Lucas obeyed without hesitation. He pivoted, slicing the mimic's thigh with a low sweep before leaping over its counterstrike. His boots landed on coral as he coiled for another lunge.

"Akame, aim for the for the mask! Two steps left—NOW!"

She moved on instinct. Midnight Shard met the spear mimic's mask mid-spin. It shattered like brittle glass. The body twitched, spasmed—and stilled.

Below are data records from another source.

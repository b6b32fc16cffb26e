//! Runs a statement list against every backend of a configuration set.
//!
//! Backends are processed one at a time in configuration order and each gets
//! its own connection, which is always released before the next backend is
//! contacted. A failure on one statement or one backend never stops the rest
//! of the run; it is recorded in the result instead.

use super::types::{
    build_query_mapping, statement_label, BackendResult, ExecutionResult, QueryMapping, RowCounts,
    RunResult, Statement,
};
use crate::config::{ConnectionConfig, DbConfigSet};
use crate::db::{adapter_for, BackendAdapter, BackendConnection, EngineType, Row};
use crate::error::{HubError, Result};
use crate::export::{ResultExporter, XlsxExporter};
use crate::session::ExecutionSession;
use indexmap::IndexMap;
use std::path::PathBuf;
use std::sync::Arc;
use tracing::{error, info, warn};

/// Drives one engine's adapter over a set of backends.
pub struct QueryOrchestrator {
    adapter: Arc<dyn BackendAdapter>,
    exporter: Arc<dyn ResultExporter>,
    session_root: PathBuf,
}

impl QueryOrchestrator {
    /// Creates an orchestrator with the built-in adapter for `engine` and the
    /// spreadsheet exporter.
    pub fn for_engine(engine: EngineType, session_root: impl Into<PathBuf>) -> Self {
        Self::new(adapter_for(engine), Arc::new(XlsxExporter::new()), session_root)
    }

    pub fn new(
        adapter: Arc<dyn BackendAdapter>,
        exporter: Arc<dyn ResultExporter>,
        session_root: impl Into<PathBuf>,
    ) -> Self {
        Self {
            adapter,
            exporter,
            session_root: session_root.into(),
        }
    }

    /// Executes `statements` on every backend in `config_set`.
    ///
    /// Only an invalid configuration set is an error. Unreachable backends and
    /// failing statements are reported inside the returned [`RunResult`].
    pub async fn run(
        &self,
        config_set: &DbConfigSet,
        statements: &[Statement],
        export_requested: bool,
    ) -> Result<RunResult> {
        config_set.validate()?;
        if config_set.engine != self.adapter.engine() {
            return Err(HubError::config(format!(
                "Configuration is for {} but the adapter speaks {}",
                config_set.engine,
                self.adapter.engine()
            )));
        }

        info!(
            engine = %config_set.engine,
            backends = config_set.configs.len(),
            statements = statements.len(),
            export = export_requested,
            "starting run"
        );

        let mut run = RunState::new(ExecutionSession::new(&self.session_root), statements);
        for config in &config_set.configs {
            self.run_backend(&mut run, config, statements, export_requested)
                .await;
        }

        Ok(run.finish().await)
    }

    async fn run_backend(
        &self,
        run: &mut RunState,
        config: &ConnectionConfig,
        statements: &[Statement],
        export_requested: bool,
    ) {
        let name = &config.name;

        let mut conn = match self.adapter.connect(config).await {
            Ok(conn) => conn,
            Err(e) => {
                warn!(backend = %name, error = %e, "backend unreachable");
                run.log(format!("Error processing database {name}: {}", e.message()));
                run.results
                    .insert(name.clone(), BackendResult::failed(e.message()));
                return;
            }
        };
        info!(backend = %name, "connected");
        run.log(format!("Connected to database: {name}"));

        let mut results = Vec::with_capacity(statements.len());
        for (index, statement) in statements.iter().enumerate() {
            let result = self
                .run_statement(run, conn.as_mut(), name, index, statement, export_requested)
                .await;
            results.push(result);
        }
        run.results
            .insert(name.clone(), BackendResult::Statements(results));

        match conn.disconnect().await {
            Ok(()) => run.log(format!("Disconnected from database: {name}")),
            Err(e) => {
                warn!(backend = %name, error = %e, "disconnect failed");
                run.log(format!(
                    "Error disconnecting from database {name}: {}",
                    e.message()
                ));
            }
        }
    }

    async fn run_statement(
        &self,
        run: &mut RunState,
        conn: &mut dyn BackendConnection,
        backend: &str,
        index: usize,
        statement: &Statement,
        export_requested: bool,
    ) -> ExecutionResult {
        let label = statement_label(index);

        let rows = match conn.execute_statement(statement.as_str()).await {
            Ok(rows) => rows,
            Err(e) => {
                warn!(backend, statement = %label, error = %e, "statement failed");
                run.log(format!(
                    "Error executing {label} on {backend}: {}",
                    e.message()
                ));
                run.record_count(&label, backend, 0);
                return ExecutionResult::failure(label, statement, e.message());
            }
        };

        run.record_count(&label, backend, rows.len());

        let mut export_path = None;
        if export_requested && !rows.is_empty() {
            match self.export(run, &rows, index, backend).await {
                Ok(path) => {
                    run.log(format!(
                        "Exported results for \"{label}\" from {backend} to {}",
                        path.display()
                    ));
                    export_path = Some(path);
                }
                Err(e) => {
                    warn!(backend, statement = %label, error = %e, "export failed");
                    run.log(format!(
                        "Error exporting {label} from {backend}: {}",
                        e.message()
                    ));
                }
            }
        }

        info!(backend, statement = %label, rows = rows.len(), "statement executed");
        run.log(format!("Successfully executed {label} on {backend}"));

        let result = ExecutionResult::success(label, statement, rows);
        match export_path {
            Some(path) => result.with_export_path(path),
            None => result,
        }
    }

    async fn export(
        &self,
        run: &mut RunState,
        rows: &[Row],
        index: usize,
        backend: &str,
    ) -> Result<PathBuf> {
        let folder = run.session.create_folder().await?;
        self.exporter.export(rows, index, backend, &folder).await
    }
}
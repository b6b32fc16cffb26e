//! MySQL backend adapter.
//!
//! Uses a dedicated sqlx connection per backend. Statements go over the text
//! protocol so `CREATE TRIGGER` / `CREATE PROCEDURE` bodies, which the
//! prepared-statement protocol rejects, run as written.

use super::{
    connection_failure, text_or_bytes, BackendAdapter, BackendConnection, EngineType, Row, Value,
};
use super::CONNECT_TIMEOUT;
use crate::config::ConnectionConfig;
use crate::error::{HubError, Result};
use async_trait::async_trait;
use sqlx::mysql::{MySql, MySqlConnectOptions, MySqlConnection, MySqlRow};
use sqlx::{Column as SqlxColumn, Connection, Executor, Row as SqlxRow, TypeInfo};
use std::future::Future;
use std::pin::Pin;
use tracing::debug;

/// Adapter for MySQL and MariaDB backends.
#[derive(Debug, Default, Clone, Copy)]
pub struct MySqlAdapter;

impl MySqlAdapter {
    pub fn new() -> Self {
        Self
    }

    fn connect_options(config: &ConnectionConfig) -> MySqlConnectOptions {
        let mut options = MySqlConnectOptions::new()
            .host(config.host_or_default())
            .port(config.port_or_default(EngineType::MySql));

        if let Some(user) = &config.user {
            options = options.username(user);
        }
        if let Some(password) = &config.password {
            options = options.password(password);
        }
        if let Some(database) = &config.database {
            options = options.database(database);
        }

        options
    }
}

#[async_trait]
impl BackendAdapter for MySqlAdapter {
    fn engine(&self) -> EngineType {
        EngineType::MySql
    }

    async fn connect(&self, config: &ConnectionConfig) -> Result<Box<dyn BackendConnection>> {
        let options = Self::connect_options(config);

        let conn = tokio::time::timeout(CONNECT_TIMEOUT, MySqlConnection::connect_with(&options))
            .await
            .map_err(|_| {
                HubError::connection(
                    &config.name,
                    format!(
                        "Connection timed out after {} seconds",
                        CONNECT_TIMEOUT.as_secs()
                    ),
                )
            })?
            .map_err(|e| connection_failure(config, EngineType::MySql, e))?;

        debug!(backend = %config.name, "mysql connection established");
        Ok(Box::new(MySqlBackendConnection { conn: Some(conn) }))
    }
}

/// A live MySQL connection.
pub struct MySqlBackendConnection {
    conn: Option<MySqlConnection>,
}

#[async_trait]
impl BackendConnection for MySqlBackendConnection {
    async fn execute_statement(&mut self, sql: &str) -> Result<Vec<Row>> {
        let conn = self
            .conn
            .as_mut()
            .ok_or_else(|| HubError::statement("connection is already closed"))?;

        let rows = fetch_rows(conn, sql)
            .await
            .map_err(|e| HubError::statement(format_query_error(e)))?;

        Ok(rows.iter().map(convert_row).collect())
    }

    async fn disconnect(&mut self) -> Result<()> {
        match self.conn.take() {
            Some(conn) => conn
                .close()
                .await
                .map_err(|e| HubError::disconnect(e.to_string())),
            None => Ok(()),
        }
    }
}

/// Runs `sql` over the text protocol and collects every returned row.
fn fetch_rows<'c>(
    conn: &'c mut MySqlConnection,
    sql: &'c str,
) -> Pin<Box<dyn Future<Output = sqlx::Result<Vec<MySqlRow>>> + Send + 'c>> {
    Executor::fetch_all(conn, sqlx::raw_sql(sql))
}

fn convert_row(row: &MySqlRow) -> Row {
    row.columns()
        .iter()
        .enumerate()
        .map(|(i, col)| {
            (
                col.name().to_string(),
                convert_value(row, i, col.type_info().name()),
            )
        })
        .collect()
}

fn convert_value(row: &MySqlRow, index: usize, type_name: &str) -> Value {
    let type_name = type_name.to_uppercase();

    if type_name.ends_with("UNSIGNED") {
        return typed::<u64>(row, index, Value::from);
    }

    match type_name.as_str() {
        "BOOLEAN" => typed::<bool>(row, index, Value::Bool),
        "TINYINT" | "SMALLINT" | "MEDIUMINT" | "INT" | "BIGINT" => {
            typed::<i64>(row, index, Value::Int)
        }
        "FLOAT" | "DOUBLE" => typed::<f64>(row, index, Value::Float),
        "BINARY" | "VARBINARY" | "TINYBLOB" | "BLOB" | "MEDIUMBLOB" | "LONGBLOB" => {
            typed::<Vec<u8>>(row, index, Value::Bytes)
        }
        // Decimals, temporals, json and enums keep their literal text.
        _ => text(row, index),
    }
}

/// Decodes a column as `T`, falling back to its text when the driver refuses.
fn typed<'r, T>(row: &'r MySqlRow, index: usize, into: impl FnOnce(T) -> Value) -> Value
where
    T: sqlx::Decode<'r, MySql> + sqlx::Type<MySql>,
{
    match row.try_get::<Option<T>, _>(index) {
        Ok(Some(value)) => into(value),
        Ok(None) => Value::Null,
        Err(_) => text(row, index),
    }
}

/// Reads the raw text-protocol value of a column.
fn text(row: &MySqlRow, index: usize) -> Value {
    text_or_bytes(row.try_get_unchecked::<Option<String>, _>(index), || {
        row.try_get_unchecked::<Option<Vec<u8>>, _>(index)
            .ok()
            .flatten()
    })
}

fn format_query_error(error: sqlx::Error) -> String {
    match error.as_database_error() {
        Some(db_error) => match db_error.code() {
            Some(code) => format!("{} (SQLSTATE {code})", db_error.message()),
            None => db_error.message().to_string(),
        },
        None => error.to_string(),
    }
}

"One down," Lucas barked. His breath steamed like smoke.

But the crawler was already moving. A blur of pale limbs and snapping jaws tore through the crimson roots toward Elizabeth.

The serpent went straight into its mouth without hesitation.

Runes ignited, silver-white, as Elizabeth's Hate surged into boundless vitality. The crawler shrieked, thrashing violently, its limbs gouging deep furrows into the earth as the serpent ate it from within.

Elizabeth staggered, blood trailing from her nose, but her grip was iron.

"Eat it in its entirety," she hissed, voice shaking with venom. The serpent obeyed, its head appeared from within, black liquid geysering like tar under pressure.

The mimic's mask cracked. And from the fissure, a human eye stared out, wide, trembling, pleading.

Elizabeth froze. Just for a second.

It was enough.

The mimic's neck elongated in a grotesque whip, jaws snapping toward her face—

"DOWN!" Murphy's voice filled with [Nirvana], shattered the hesitation like a blade.

Elizabeth dropped as Lucas vaulted past her, his spear severing the mimic's head in a single whiplash strike. The crawler spasmed, the serpent crushing its head.

"Focus!" Murphy's tone was ice now. "They're wearing skins to break you. Don't let them in."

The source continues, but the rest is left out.